La Morte in “L’ultimo ballo di Charlot” è quella che gioca a scacchi ne Il Settimo Sigillo di Ingmar Bergman, è quella che danza in Ballo in fa diesis minore di Angelo Branduardi, che si trastulla palleggiando con un grande mappamondo con Chas (Chaplin per gli amici), nello stesso atteggiarsi di Charlie nelle vesti di Hitler ne Il Grande dittatore.
Fra un incontro e l’altro con l’Oscura Ossuta viene narrata l’esistenza del regista – attore – comico – circense - pagliaccio, del suo peregrinare fra il Regno Unito e Los Angeles e fra la California e l’Ohio, del suo passare da un mestiere all’altro, da impagliatore a  fabbricante di candele, da tipografo a  boxeur, per infine approdare nel mondo del circo, il suo mondo, humus insostituibile e immutabile della impetuosa e inarrestabile carriera cinematografica di Charlie Chaplin e della sua intramontabile controfigura Charlot.
Charlot, insieme a Stanlio e Ollio e al nostrano Totò, darà vita al Cinema, sarà il Cinema, incarnerà la Comicità, tanto che, quando una  Morte sconsolata lo condurrà dove egli oramai vuole andare, affranta affermerà: “Oggi con te muore il Cinema!”. Finisce un  Cinema, rappresentazione del circo, dove alla allegria si mischia la tristezza, si sorride mentre una lacrima riga il volto: ”Dicono che l’universo sia nato da una grande e incomprensibile esplosione.
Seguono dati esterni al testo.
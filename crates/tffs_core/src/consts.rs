// crates/tffs_core/src/consts.rs

/// Record header: `id` (u16 BE) + `len` (u16 BE).
pub const HEADER_SIZE: usize = 4;

/// Every header starts on a multiple of this, relative to buffer start.
pub const ALIGN: usize = 4;

/// Logical end of data; nothing after it is interpreted.
pub const SENTINEL_ID: u16 = 0xFFFF;

/// Partition size of the reference deployment.
pub const DEFAULT_TFFS_SIZE: usize = 256 * 1024;

/// Upper bound for a single payload (the `len` field is 16 bits wide).
pub const MAX_RECORD_LEN: usize = u16::MAX as usize;

const _: () = { assert!(HEADER_SIZE % ALIGN == 0); };
//! Reading a TFFS partition image (file or block device) into memory.

use crate::errors::{Result, TffsError};
use std::fs::File;
use std::io::Read;
use std::path::Path;
use tracing::debug;

/// Read exactly `size` bytes from the start of `path`.
///
/// Partitions are fixed size, so a short read means the wrong file or a
/// wrong `size`; that is an error, not a partial snapshot.
pub fn read_snapshot(path: impl AsRef<Path>, size: usize) -> Result<Vec<u8>> {
    let path = path.as_ref();
    let f = File::open(path)?;
    // grows with what the file actually holds; `size` is only an upper bound here
    let mut buf = Vec::new();
    f.take(size as u64).read_to_end(&mut buf)?;
    if buf.len() != size {
        return Err(TffsError::ShortRead { expected: size, actual: buf.len() });
    }
    debug!(path = %path.display(), size, "tffs snapshot read");
    Ok(buf)
}

/// Integer with C `strtoul(s, NULL, 0)` base rules: `0x` hex, leading `0` octal, else decimal.
pub fn parse_size(s: &str) -> std::result::Result<usize, String> {
    let t = s.trim();
    let (digits, radix) = if let Some(h) = t.strip_prefix("0x").or_else(|| t.strip_prefix("0X")) {
        (h, 16)
    } else if t.len() > 1 && t.starts_with('0') {
        (&t[1..], 8)
    } else {
        (t, 10)
    };
    usize::from_str_radix(digits, radix).map_err(|e| format!("invalid size '{s}': {e}"))
}
use thiserror::Error;

#[derive(Debug, Error)]
pub enum TffsError {
    #[error("IO: {0}")]
    Io(#[from] std::io::Error),

    #[error("JSON: {0}")]
    Json(#[from] serde_json::Error),

    #[error("short read: wanted {expected} bytes, got {actual}")]
    ShortRead { expected: usize, actual: usize },

    #[error("no known keys found")]
    NoValues,

    #[error("key '{0}' was not found")]
    KeyNotFound(String),

    #[error("unknown key name '{0}'")]
    UnknownKey(String),

    #[error("invalid key registry: {0}")]
    InvalidRegistry(String),
}

pub type Result<T> = std::result::Result<T, TffsError>;
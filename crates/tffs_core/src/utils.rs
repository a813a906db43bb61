use byteorder::{BigEndian as BE, ByteOrder};

use crate::consts::ALIGN;

/// Big-endian u16 at `pos`, or None if the two bytes are not in `buf`.
#[inline]
pub fn read_u16_be(buf: &[u8], pos: usize) -> Option<u16> {
    let end = pos.checked_add(2)?;
    buf.get(pos..end).map(BE::read_u16)
}

/// Zero bytes that follow a payload of `len` bytes.
#[inline]
pub fn padding_for(len: usize) -> usize { (ALIGN - len % ALIGN) % ALIGN }

#[inline]
pub fn align_up(pos: usize) -> usize { pos + padding_for(pos) }

/// Bytes up to the first NUL, as lossy UTF-8 (values are C strings on the device).
pub fn c_str_lossy(bytes: &[u8]) -> String {
    let end = bytes.iter().position(|&b| b == 0).unwrap_or(bytes.len());
    String::from_utf8_lossy(&bytes[..end]).into_owned()
}
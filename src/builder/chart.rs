//! Builder for constructing complete chart definitions.

use crate::builder::error::BuildError;
use crate::chart::{DescriptionMap, StateChartDef, StateDef};

/// Builder for constructing charts with a fluent API.
///
/// Declared names keep the order they are added in. Declaring the same name
/// twice keeps its first position and replaces its description.
#[derive(Debug, Default)]
pub struct StateChartBuilder {
    name: Option<String>,
    description: Option<String>,
    events: DescriptionMap,
    conditions: DescriptionMap,
    actions: DescriptionMap,
    root: Option<StateDef>,
}

impl StateChartBuilder {
    /// Create a new builder.
    pub fn new() -> Self {
        Self::default()
    }

    pub fn name(mut self, name: impl Into<String>) -> Self {
        self.name = Some(name.into());
        self
    }

    pub fn description(mut self, description: impl Into<String>) -> Self {
        self.description = Some(description.into());
        self
    }

    /// Declare an event, with or without a description.
    pub fn event(mut self, name: impl Into<String>, description: Option<&str>) -> Self {
        self.events
            .insert(name.into(), description.map(str::to_string));
        self
    }

    /// Declare a condition, with or without a description.
    pub fn condition(mut self, name: impl Into<String>, description: Option<&str>) -> Self {
        self.conditions
            .insert(name.into(), description.map(str::to_string));
        self
    }

    /// Declare an action, with or without a description.
    pub fn action(mut self, name: impl Into<String>, description: Option<&str>) -> Self {
        self.actions
            .insert(name.into(), description.map(str::to_string));
        self
    }

    /// Set the root state (required).
    pub fn root(mut self, root: StateDef) -> Self {
        self.root = Some(root);
        self
    }

    /// Build the chart.
    /// Returns an error if the root state is missing.
    pub fn build(self) -> Result<StateChartDef, BuildError> {
        let root = self.root.ok_or(BuildError::MissingRootState)?;

        Ok(StateChartDef {
            name: self.name,
            description: self.description,
            events: self.events,
            conditions: self.conditions,
            actions: self.actions,
            root,
        })
    }
}
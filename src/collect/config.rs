//! Traversal limits: timeout and cooperative cancellation.

use std::time::Duration;
use tokio_util::sync::CancellationToken;

/// Limits applied to a single traversal. The default has none.
#[derive(Clone, Debug, Default)]
pub struct TraversalConfig {
    pub(crate) timeout: Option<Duration>,
    pub(crate) cancellation: Option<CancellationToken>,
}

impl TraversalConfig {
    pub fn timeout(&self) -> Option<Duration> {
        self.timeout
    }

    pub fn cancellation(&self) -> Option<&CancellationToken> {
        self.cancellation.as_ref()
    }
}

/// Builder for [`TraversalConfig`].
///
/// # Example
///
/// ```rust
/// use statechart::collect::{CancellationToken, Traversal, TraversalBuilder};
/// use std::time::Duration;
///
/// let token = CancellationToken::new();
/// let config = TraversalBuilder::new()
///     .timeout(Duration::from_secs(5))
///     .cancellation(token.clone())
///     .build();
/// let traversal = Traversal::new(config);
/// assert_eq!(traversal.config().timeout(), Some(Duration::from_secs(5)));
/// ```
#[derive(Debug, Default)]
pub struct TraversalBuilder {
    timeout: Option<Duration>,
    cancellation: Option<CancellationToken>,
}

impl TraversalBuilder {
    pub fn new() -> Self {
        Self::default()
    }

    /// Fail the traversal once it has run longer than `duration`.
    pub fn timeout(mut self, duration: Duration) -> Self {
        self.timeout = Some(duration);
        self
    }

    /// Fail the traversal once `token` is cancelled.
    pub fn cancellation(mut self, token: CancellationToken) -> Self {
        self.cancellation = Some(token);
        self
    }

    pub fn build(self) -> TraversalConfig {
        TraversalConfig {
            timeout: self.timeout,
            cancellation: self.cancellation,
        }
    }
}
Secondo me, deve essere successo sulla pista di un circo. Una donna volteggiava in aria e un uomo ne catturò il movimento in una scatola magica, e lo riprodusse all’infinito, fino a popolare di ombre la terra, e a riempirla di segatura, di risate, di lacrime. Non può che essere andata così, Christopher, perché solo nel disordine dell’amore ogni acrobazia è possibile”.
Nel disordine dell’amore ogni acrobazia è possibile.